=== Required action ===
For the data below, restate word for word only the lines from the line containing "that was never" through the line containing "as the contents", both ends included.

· · · ·

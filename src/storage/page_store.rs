//! Backing-store abstraction.
//!
//! ```text
//! +---------------+
//! | DiskScheduler |  <- owns the store on its worker thread
//! +---------------+
//!         |
//!         v
//! +-----------------+
//! | PageStore trait |
//! +-----------------+
//!      /       \
//!     v         v
//! +-------------+ +-------------+
//! | DiskManager | | MemoryStore |
//! +-------------+ +-------------+
//! ```

use crate::common::{PageId, Result};
use crate::storage::page::Page;

/// Synchronous fixed-size page I/O keyed by page id.
///
/// Page ids are allocated by the buffer pool, not by the store. A store must
/// accept a write to any id and return a zeroed page for an id that was never
/// written.
pub trait PageStore: Send {
    /// Fill `page` with the stored contents of `page_id`.
    fn read_page(&mut self, page_id: PageId, page: &mut Page) -> Result<()>;

    /// Persist `page` as the contents of `page_id`.
    fn write_page(&mut self, page_id: PageId, page: &Page) -> Result<()>;

    /// One past the highest page id the store holds.
    fn page_count(&self) -> u32;
}
//! Key comparison capabilities used by bucket lookups.

use std::cmp::Ordering;

use super::key::GenericKey;

/// Total order over keys of type `K`.
///
/// Buckets only ask for equality, but the comparator returns a full
/// [`Ordering`] so the same type can back ordered indexes.
pub trait KeyComparator<K> {
    fn compare(&self, lhs: &K, rhs: &K) -> Ordering;
}

/// Compares keys with their own [`Ord`] implementation.
#[derive(Debug, Clone, Copy, Default)]
pub struct IntComparator;

impl<K: Ord> KeyComparator<K> for IntComparator {
    #[inline]
    fn compare(&self, lhs: &K, rhs: &K) -> Ordering {
        lhs.cmp(rhs)
    }
}

/// Compares [`GenericKey`]s byte by byte.
#[derive(Debug, Clone, Copy, Default)]
pub struct GenericComparator<const N: usize>;

impl<const N: usize> KeyComparator<GenericKey<N>> for GenericComparator<N> {
    #[inline]
    fn compare(&self, lhs: &GenericKey<N>, rhs: &GenericKey<N>) -> Ordering {
        lhs.as_bytes().cmp(rhs.as_bytes())
    }
}

#[cfg(test)]
mod tests {
    use super::*;

    #[test]
    fn test_int_comparator() {
        assert_eq!(IntComparator.compare(&1i32, &2), Ordering::Less);
        assert_eq!(IntComparator.compare(&5u64, &5), Ordering::Equal);
    }

    #[test]
    fn test_generic_comparator_is_bytewise() {
        let cmp = GenericComparator::<8>;
        let a = GenericKey::<8>::from_slice(b"abc");
        let b = GenericKey::<8>::from_slice(b"abd");
        assert_eq!(cmp.compare(&a, &b), Ordering::Less);
        assert_eq!(cmp.compare(&b, &b), Ordering::Equal);
    }
}
//! Hash functions mapping keys to the 32-bit hashes the directory routes on.

use super::key::Storable;

/// Width of the stack buffer used to encode keys before hashing.
const INLINE_KEY_BYTES: usize = 64;

/// Maps a key to a 32-bit hash.
///
/// The header page routes on the top bits of the hash and the directory on
/// the bottom bits, so both ends should be well mixed.
pub trait KeyHasher<K> {
    fn hash_key(&self, key: &K) -> u32;
}

/// CRC32 over the key's [`Storable`] encoding.
#[derive(Debug, Clone, Copy, Default)]
pub struct Crc32Hasher;

impl<K: Storable> KeyHasher<K> for Crc32Hasher {
    fn hash_key(&self, key: &K) -> u32 {
        if K::SIZE <= INLINE_KEY_BYTES {
            let mut buf = [0u8; INLINE_KEY_BYTES];
            key.encode(&mut buf[..K::SIZE]);
            crc32fast::hash(&buf[..K::SIZE])
        } else {
            let mut buf = vec![0u8; K::SIZE];
            key.encode(&mut buf);
            crc32fast::hash(&buf)
        }
    }
}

· · · ·

=== Written reply ===
/// accept a write to any id and return a zeroed page for an id that was never
/// written.
pub trait PageStore: Send {
    /// Fill `page` with the stored contents of `page_id`.
    fn read_page(&mut self, page_id: PageId, page: &mut Page) -> Result<()>;

    /// Persist `page` as the contents of `page_id`.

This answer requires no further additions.